At the NCIBA’s annual book fair (that’s the Northern California Independent Booksellers Association), in a talk with Augusten Burroughs, author of the forthcoming Lust & Wonder, somebody raised their hand and said, “You probably get tired of being asked: ‘How do you write?’ So can you give us some do’s and dont’s about writing?”
Now, I wasn’t there, so I don’t know Augusten’s reply. But on the second day of the conference, the day the sales floor was open and overflowing with free ARCs (advanced reader’s copies, full of misspellings that the perfectionist wouldn’t touch with gloved hands, but I would, eagerly, with bare hands, filling four bags with freebies from the publishers), the day the tables were stocked with free miniature Snickers and Milky Ways and Reese’s Peanut Butter Cups to lure us road-weary (those who travel from afar) but vibrating-with-eagerness booksellers and book bloggers to discover all that is new in the publishing world—it was on the second day, in the car on the way, that my friend told me about the Burroughs talk, and the question that was almost asked.

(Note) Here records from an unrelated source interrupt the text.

//! DispatchQueue tests — rendezvous hand-off, ordering, close and cancellation.

use std::sync::Arc;
use std::sync::atomic::{AtomicBool, Ordering};
use std::time::Duration;

use tokio::time::{sleep, timeout};
use tokio_util::sync::CancellationToken;
use wsd_dispatch::DispatchQueue;
use wsd_protocol::DispatchError;

const WAIT: Duration = Duration::from_secs(5);

// ─────────────────────────────────────────────────────────────────────────────
// Hand-off
// ─────────────────────────────────────────────────────────────────────────────

#[tokio::test]
async fn put_waits_for_take() {
    let queue = DispatchQueue::new();
    let delivered = Arc::new(AtomicBool::new(false));

    let producer = {
        let queue = queue.clone();
        let delivered = delivered.clone();
        tokio::spawn(async move {
            queue.put("hello".to_string()).await.unwrap();
            delivered.store(true, Ordering::SeqCst);
        })
    };

    sleep(Duration::from_millis(50)).await;
    assert!(!delivered.load(Ordering::SeqCst), "put returned without a taker");

    let item = timeout(WAIT, queue.take()).await.unwrap().unwrap();
    assert_eq!(item, "hello");
    timeout(WAIT, producer).await.unwrap().unwrap();
    assert!(delivered.load(Ordering::SeqCst));
}

#[tokio::test]
async fn take_waits_for_put() {
    let queue = DispatchQueue::new();
    let consumer = {
        let queue = queue.clone();
        tokio::spawn(async move { queue.take().await })
    };

    sleep(Duration::from_millis(20)).await;
    assert!(!consumer.is_finished());

    timeout(WAIT, queue.put(7u32)).await.unwrap().unwrap();
    assert_eq!(timeout(WAIT, consumer).await.unwrap().unwrap(), Ok(7));
}

#[tokio::test]
async fn delivers_in_put_order() {
    let queue = DispatchQueue::new();
    let producer = {
        let queue = queue.clone();
        tokio::spawn(async move {
            for i in 0..100u32 {
                queue.put(i).await.unwrap();
            }
        })
    };

    let mut seen = Vec::new();
    for _ in 0..100 {
        seen.push(timeout(WAIT, queue.take()).await.unwrap().unwrap());
    }
    timeout(WAIT, producer).await.unwrap().unwrap();
    assert_eq!(seen, (0..100).collect::<Vec<_>>());
}

#[tokio::test]
async fn concurrent_producers_do_not_interleave() {
    let queue = DispatchQueue::new();

    let first = {
        let queue = queue.clone();
        tokio::spawn(async move { queue.put("first".to_string()).await })
    };
    // let the first producer queue up before the second one
    sleep(Duration::from_millis(20)).await;
    let second = {
        let queue = queue.clone();
        tokio::spawn(async move { queue.put("second".to_string()).await })
    };
    sleep(Duration::from_millis(20)).await;

    assert_eq!(timeout(WAIT, queue.take()).await.unwrap().unwrap(), "first");
    timeout(WAIT, first).await.unwrap().unwrap().unwrap();
    assert!(!second.is_finished(), "second put finished before its item was taken");

    assert_eq!(timeout(WAIT, queue.take()).await.unwrap().unwrap(), "second");
    timeout(WAIT, second).await.unwrap().unwrap().unwrap();
}

#[tokio::test]
async fn abandoned_take_does_not_swallow_item() {
    let queue = DispatchQueue::new();

    // a taker that gives up before anything arrives
    let gave_up = timeout(Duration::from_millis(20), queue.take()).await;
    assert!(gave_up.is_err());

    let producer = {
        let queue = queue.clone();
        tokio::spawn(async move { queue.put(42u8).await })
    };
    assert_eq!(timeout(WAIT, queue.take()).await.unwrap().unwrap(), 42);
    timeout(WAIT, producer).await.unwrap().unwrap().unwrap();
}

#[tokio::test]
async fn take_dropped_after_hand_off_returns_item_to_producer() {
    let queue = DispatchQueue::new();

    // register a taker, then stop polling it
    let mut take = Box::pin(queue.take());
    assert!(timeout(Duration::from_millis(10), &mut take).await.is_err());

    let producer = {
        let queue = queue.clone();
        tokio::spawn(async move { queue.put(7u32).await })
    };
    sleep(Duration::from_millis(20)).await;
    assert!(!producer.is_finished(), "put reported success before the item was accepted");

    drop(take);
    assert_eq!(timeout(WAIT, queue.take()).await.unwrap(), Ok(7));
    assert_eq!(timeout(WAIT, producer).await.unwrap().unwrap(), Ok(()));
}

#[tokio::test]
async fn cancelled_hand_off_is_not_accepted_later() {
    let queue = DispatchQueue::new();
    let cancel = CancellationToken::new();

    let mut take = Box::pin(queue.take());
    assert!(timeout(Duration::from_millis(10), &mut take).await.is_err());

    let producer = {
        let queue = queue.clone();
        let cancel = cancel.clone();
        tokio::spawn(async move { queue.put_cancellable(9u32, &cancel).await })
    };
    sleep(Duration::from_millis(20)).await;
    cancel.cancel();
    assert_eq!(
        timeout(WAIT, producer).await.unwrap().unwrap(),
        Err(DispatchError::Cancelled)
    );

    // the slow taker never sees the item its producer reported as failed
    assert!(timeout(Duration::from_millis(50), &mut take).await.is_err());
    let producer = {
        let queue = queue.clone();
        tokio::spawn(async move { queue.put(10u32).await })
    };
    assert_eq!(timeout(WAIT, &mut take).await.unwrap(), Ok(10));
    timeout(WAIT, producer).await.unwrap().unwrap().unwrap();
}

// ─────────────────────────────────────────────────────────────────────────────
// Close
// ─────────────────────────────────────────────────────────────────────────────

#[tokio::test]
async fn close_releases_pending_put() {
    let queue = DispatchQueue::new();
    let producer = {
        let queue = queue.clone();
        tokio::spawn(async move { queue.put("never".to_string()).await })
    };
    sleep(Duration::from_millis(20)).await;

    queue.close();
    let result = timeout(WAIT, producer).await.unwrap().unwrap();
    assert_eq!(result, Err(DispatchError::QueueClosed));

    // the item is gone for good
    assert_eq!(queue.take().await, Err(DispatchError::QueueClosed));
}

#[tokio::test]
async fn close_releases_pending_take() {
    let queue: DispatchQueue<String> = DispatchQueue::new();
    let consumer = {
        let queue = queue.clone();
        tokio::spawn(async move { queue.take().await })
    };
    sleep(Duration::from_millis(20)).await;

    queue.close();
    let result = timeout(WAIT, consumer).await.unwrap().unwrap();
    assert_eq!(result, Err(DispatchError::QueueClosed));
}

#[tokio::test]
async fn close_is_idempotent_and_sticky() {
    let queue = DispatchQueue::new();
    assert!(!queue.is_closed());
    queue.close();
    queue.close();
    assert!(queue.is_closed());
    assert_eq!(queue.put(1).await, Err(DispatchError::QueueClosed));
    assert_eq!(queue.take().await, Err(DispatchError::QueueClosed));
}

#[tokio::test]
async fn close_releases_every_waiting_producer() {
    let queue = DispatchQueue::new();
    let producers: Vec<_> = (0..4)
        .map(|i| {
            let queue = queue.clone();
            tokio::spawn(async move { queue.put(i).await })
        })
        .collect();
    sleep(Duration::from_millis(20)).await;

    queue.close();
    for producer in producers {
        let result = timeout(WAIT, producer).await.unwrap().unwrap();
        assert_eq!(result, Err(DispatchError::QueueClosed));
    }
}

// ─────────────────────────────────────────────────────────────────────────────
// Cancellation
// ─────────────────────────────────────────────────────────────────────────────

#[tokio::test]
async fn cancelled_put_is_not_delivered() {
    let queue = DispatchQueue::new();
    let cancel = CancellationToken::new();

    let producer = {
        let queue = queue.clone();
        let cancel = cancel.clone();
        tokio::spawn(async move { queue.put_cancellable("dropped", &cancel).await })
    };
    sleep(Duration::from_millis(20)).await;
    cancel.cancel();

    let result = timeout(WAIT, producer).await.unwrap().unwrap();
    assert_eq!(result, Err(DispatchError::Cancelled));
    assert!(result.unwrap_err().is_retryable());

    // the queue itself is still usable
    assert!(!queue.is_closed());
    let producer = {
        let queue = queue.clone();
        tokio::spawn(async move { queue.put("kept").await })
    };
    assert_eq!(timeout(WAIT, queue.take()).await.unwrap().unwrap(), "kept");
    timeout(WAIT, producer).await.unwrap().unwrap().unwrap();
}

#[tokio::test]
async fn put_cancellable_succeeds_when_taken() {
    let queue = DispatchQueue::new();
    let cancel = CancellationToken::new();
    let consumer = {
        let queue = queue.clone();
        tokio::spawn(async move { queue.take().await })
    };

    timeout(WAIT, queue.put_cancellable(5, &cancel)).await.unwrap().unwrap();
    assert_eq!(timeout(WAIT, consumer).await.unwrap().unwrap(), Ok(5));
}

My friend had her own answer:
“Would anyone ask Venus Williams, ‘How do you play tennis?’ Writing is no different than tennis playing. You just practice every day. You hit the ball.”
To which I responded, “true, but…” and began jotting notes for this blog post.
Here, then, are my thoughts to the question: “How do you write?” Even though no one raised their hand to ask.
1. You show up
Even if you only have fifteen minutes to write, you guard it like a frothing rabid dog with long yellow teeth. You hang the imaginary sign in your brain: This is sacred territory, do not tread upon it. You clear your desktop and open your laptop—the Porsche of laptops, you’re ultra-slim shiny silver MacBook Air 13—roll your chair close, set your white plastic timer for fifteen minutes, (hell, you’ve wasted three just getting into position), and you’re off.
2. You practice
You practice consonant by consonant, vowel by vowel, word by word, sentence by sentence, letting each letter form a word, and each word form a sentence. And after many sessions of showing up, some of these sentences begin to sing and shimmer on the page. Smack! You’ve finally hit the ball. And you hit it again to see where it lands, and eventually a character appears, a 1940s detective in a trench coat dashing down the marble stairs of the police building, rat-a-tat-tat, and he’s a cliche, but that’s okay, you’re practicing, remember? You’re hitting the ball. So you practice hitting that writing ball, and you get damn good at it, and then what?
3. You build a story
How? Well, that’s where craft comes in. You study the works of other writers. You read books on how to plot and how to begin and how to end and how to slog through middles, and you read books on character development and dialogue. Or maybe you study movies to see how story unfolds. Or you take classes, or work with a mentor, or just read piles of great literature and lousy literature and you absorb the nuances.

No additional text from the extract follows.